(Dataset entries)

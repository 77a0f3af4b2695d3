use std::path::PathBuf;

use anyhow::{Context, Result};
use chrono::{DateTime, Local};
use console::{style, Style};
use serde::Serialize;

use crate::providers::{carrier, number};

const UNKNOWN: &str = "unknown";

/// Approximate latitude/longitude resolved for the region description.
#[derive(Debug, Clone, Copy, Serialize)]
pub struct Coordinates {
  pub latitude: f64,
  pub longitude: f64,
}

/// Everything one invocation learns about a number.
///
/// Lives only for the duration of the run; nothing is persisted and queried
/// numbers are never logged anywhere.
#[derive(Debug, Serialize)]
pub struct Lookup {
  /// The number as the user supplied it (after `+` normalization).
  pub number: String,
  pub e164: String,
  pub country_code: u16,
  pub national_number: String,
  pub number_type: number::Type,

  #[serde(skip_serializing_if = "Option::is_none")]
  pub carrier: Option<String>,
  #[serde(skip_serializing_if = "Option::is_none")]
  pub region: Option<String>,
  /// Present only when the region description geocoded successfully.
  #[serde(skip_serializing_if = "Option::is_none")]
  pub coordinates: Option<Coordinates>,

  pub timestamp: DateTime<Local>,

  #[serde(skip_serializing_if = "Option::is_none")]
  pub map_file: Option<PathBuf>,
  #[serde(skip_serializing_if = "Vec::is_empty")]
  pub warnings: Vec<String>,
}

impl Lookup {
  #[must_use]
  pub fn new(
    raw: &str,
    info: number::Info,
    resolution: carrier::Resolution,
    timestamp: DateTime<Local>,
  ) -> Self {
    Self {
      number: raw.to_owned(),
      e164: info.e164,
      country_code: info.country_code,
      national_number: info.national_number,
      number_type: info.number_type,
      carrier: resolution.carrier,
      region: resolution.region,
      coordinates: None,
      timestamp,
      map_file: None,
      warnings: Vec::new(),
    }
  }
}

/// Helper: coloured keys so the summary is easy to scan.
fn key(s: &str) -> console::StyledObject<&str> {
  style(s).bold().cyan()
}

/// Helper: print a section header ("🌐 Location") once.
fn header(title: &str, emoji: &str) {
  println!(
    "\n{} {}",
    style(emoji).bold(),
    Style::new().bold().underlined().apply_to(title)
  );
}

pub fn print_banner() {
  let line = "─".repeat(56);
  println!("{}", style(format!("┌{line}┐")).cyan());
  println!(
    "{}",
    style(format!("│{:^56}│", "phonetrace")).cyan().bold()
  );
  println!(
    "{}",
    style(format!(
      "│{:^56}│",
      "carrier registration area, not a live position"
    ))
    .cyan()
  );
  println!("{}", style(format!("└{line}┘")).cyan());
}

pub fn print_human_readable(lookup: &Lookup) {
  println!(
    "\n{} {}",
    style("•").magenta(),
    Style::new()
      .bold()
      .magenta()
      .apply_to(format!("Lookup results for: {}", &lookup.number))
  );

  header("Number", "📱");
  println!("  {} {}", key("E.164:"), lookup.e164);
  println!("  {} +{}", key("Country code:"), lookup.country_code);
  println!("  {} {}", key("National number:"), lookup.national_number);
  println!("  {} {}", key("Type:"), lookup.number_type);

  header("Carrier & Region", "📡");
  println!(
    "  {} {}",
    key("Carrier:"),
    lookup.carrier.as_deref().unwrap_or(UNKNOWN)
  );
  println!(
    "  {} {}",
    key("Region:"),
    lookup.region.as_deref().unwrap_or(UNKNOWN)
  );

  header("Location", "🌐");
  match lookup.coordinates {
    Some(coordinates) => {
      println!("  {} {:.6}", key("Latitude:"), coordinates.latitude);
      println!("  {} {:.6}", key("Longitude:"), coordinates.longitude);
    }
    None => println!("  {}", style("unavailable (region not geocoded)").dim()),
  }
  if let Some(path) = &lookup.map_file {
    println!("  {} {}", key("Map file:"), path.display());
  }
  println!(
    "  {} {}",
    key("Looked up:"),
    lookup.timestamp.format("%Y-%m-%d %H:%M:%S")
  );

  if !lookup.warnings.is_empty() {
    header("Warnings", "⚠");
    for warning in &lookup.warnings {
      println!("  {}", style(warning).yellow());
    }
  }
}

pub fn print_json(lookup: &Lookup) -> Result<()> {
  serde_json::to_string_pretty(lookup)
    .map(|s| println!("{s}"))
    .context("Failed to serialize results to JSON")
}
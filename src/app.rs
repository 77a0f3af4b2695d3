use std::env;
use std::path::Path;
use std::time::Duration;

use anyhow::{anyhow, Context, Result};
use chrono::Local;
use clap::Parser;
use console::style;
use indicatif::ProgressBar;
use reqwest::Client;

use crate::cli::Cli;
use crate::map;
use crate::results::{self, Coordinates, Lookup};
use crate::steps;
use crate::user_config;

const REQUEST_TIMEOUT: Duration = Duration::from_secs(15);
const SPINNER_TICK: Duration = Duration::from_millis(100);

pub struct App {
  cli: Cli,
  client: Client,
  api_key: Option<String>,
}

impl App {
  /// Parses the CLI, merges the API key from flag, environment, and user
  /// config, and builds the shared HTTP client.
  pub fn new() -> Result<Self> {
    let cli = Cli::parse();

    if cli.no_color {
      console::set_colors_enabled(false);
      console::set_colors_enabled_stderr(false);
    }

    let client = Client::builder()
      .user_agent(format!("phonetrace/{}", env!("CARGO_PKG_VERSION")))
      .timeout(REQUEST_TIMEOUT)
      .build()?;

    let api_key = cli
      .api_key_flag
      .clone()
      .or_else(|| env::var("OPENCAGE_API_KEY").ok().filter(|k| !k.is_empty()))
      .or_else(|| user_config::load().opencage_api_key);

    Ok(Self {
      cli,
      client,
      api_key,
    })
  }

  pub async fn run(&mut self) -> Result<()> {
    if self.cli.config_show {
      self.show_config();
      return Ok(());
    }

    if !self.cli.quiet && !self.cli.json {
      results::print_banner();
    }

    if self.cli.save_key {
      self.persist_key()?;
    }

    let api_key = self.api_key.clone().ok_or_else(|| {
      anyhow!(
        "an OpenCage API key is required: pass --api-key KEY, set \
OPENCAGE_API_KEY, or store one with `--api-key KEY --save-key`"
      )
    })?;

    self.normalize_number();

    let number = steps::parse_number_step(&self.cli.number)?;
    let resolution = steps::resolve_carrier_step(&number);
    let mut lookup =
      Lookup::new(&self.cli.number, number, resolution, Local::now());

    self.geocode(&mut lookup, &api_key).await;

    let map_error = self.export_map(&mut lookup);

    self.present(&lookup)?;

    if let Some(err) = map_error {
      return Err(err);
    }

    self.open_map(&lookup);
    Ok(())
  }

  /// The original number may arrive without the leading `+`; assume
  /// international format rather than rejecting it.
  fn normalize_number(&mut self) {
    if self.cli.number.starts_with('+') {
      return;
    }
    if !self.cli.json {
      println!(
        "{}",
        style(format!(
          "note: assuming international format, using +{}",
          self.cli.number
        ))
        .yellow()
      );
    }
    self.cli.number.insert(0, '+');
  }

  async fn geocode(&self, lookup: &mut Lookup, api_key: &str) {
    let Some(region) = lookup.region.clone() else {
      lookup.warnings.push(
        "No region description is known for this numbering plan; skipping geocoding."
          .to_string(),
      );
      return;
    };

    let spinner = self.spinner(format!("Geocoding `{region}`..."));
    let outcome = steps::geocode_step(&region, api_key, &self.client).await;
    if let Some(spinner) = spinner {
      spinner.finish_and_clear();
    }

    match outcome {
      Ok(info) => {
        lookup.coordinates = Some(Coordinates {
          latitude: info.latitude,
          longitude: info.longitude,
        });
        lookup.region = Some(info.formatted);
      }
      Err(message) => lookup.warnings.push(message),
    }
  }

  /// Writes the map next to the invocation. Failure is deferred so the
  /// terminal summary still prints before the error surfaces.
  fn export_map(&self, lookup: &mut Lookup) -> Option<anyhow::Error> {
    lookup.coordinates?;
    match map::export(lookup, Path::new(".")) {
      Ok(path) => {
        lookup.map_file = Some(path);
        None
      }
      Err(err) => Some(err.context("writing the map file")),
    }
  }

  fn present(&self, lookup: &Lookup) -> Result<()> {
    if self.cli.json {
      results::print_json(lookup)
    } else {
      results::print_human_readable(lookup);
      Ok(())
    }
  }

  fn open_map(&self, lookup: &Lookup) {
    if !self.cli.open {
      return;
    }
    let Some(path) = &lookup.map_file else { return };

    if let Err(err) = map::open_in_browser(path) {
      eprintln!("{} {err:#}", style("warning:").yellow().bold());
    }
  }

  fn spinner(&self, message: String) -> Option<ProgressBar> {
    if self.cli.json {
      return None;
    }
    let spinner = ProgressBar::new_spinner().with_message(message);
    spinner.enable_steady_tick(SPINNER_TICK);
    Some(spinner)
  }

  fn persist_key(&self) -> Result<()> {
    // clap guarantees --save-key only appears together with --api-key.
    let cfg = user_config::UserConfig {
      opencage_api_key: self.cli.api_key_flag.clone(),
    };
    user_config::store(&cfg)
      .context("saving the API key to the user config file")?;

    if !self.cli.json {
      println!(
        "{}",
        style("API key saved to the user config file.").green()
      );
    }
    Ok(())
  }

  fn show_config(&self) {
    let source = if self.cli.api_key_flag.is_some() {
      "--api-key flag"
    } else if env::var("OPENCAGE_API_KEY")
      .ok()
      .filter(|k| !k.is_empty())
      .is_some()
    {
      "OPENCAGE_API_KEY environment variable"
    } else if self.api_key.is_some() {
      "user config file"
    } else {
      "not set"
    };

    println!(
      "{} {}",
      style("OpenCage API key:").bold().cyan(),
      self
        .api_key
        .as_deref()
        .map_or_else(|| "none".to_string(), mask_key)
    );
    println!("{} {source}", style("Key source:").bold().cyan());
  }
}

/// Shows only a short prefix of the key, enough to recognize it.
fn mask_key(key: &str) -> String {
  let total = key.chars().count();
  if total <= 4 {
    return "*".repeat(total.max(1));
  }
  let prefix: String = key.chars().take(4).collect();
  format!("{prefix}…")
}

#[cfg(test)]
mod tests {
  use super::*;

  #[test]
  fn mask_key_keeps_only_a_prefix() {
    assert_eq!(mask_key("abcdef123456"), "abcd…");
  }

  #[test]
  fn mask_key_hides_short_keys_entirely() {
    assert_eq!(mask_key("abcd"), "****");
    assert_eq!(mask_key("a"), "*");
  }
}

-- What this task involves --
Your answer must consist solely of the lines from the top of the entries above through the line containing "the region description.", copied exactly, both ends included.

-- Written response --
repository 77a0f3af4b2695d3
use std::path::PathBuf;

use anyhow::{Context, Result};
use chrono::{DateTime, Local};
use console::{style, Style};
use serde::Serialize;

use crate::providers::{carrier, number};

const UNKNOWN: &str = "unknown";

/// Approximate latitude/longitude resolved for the region description.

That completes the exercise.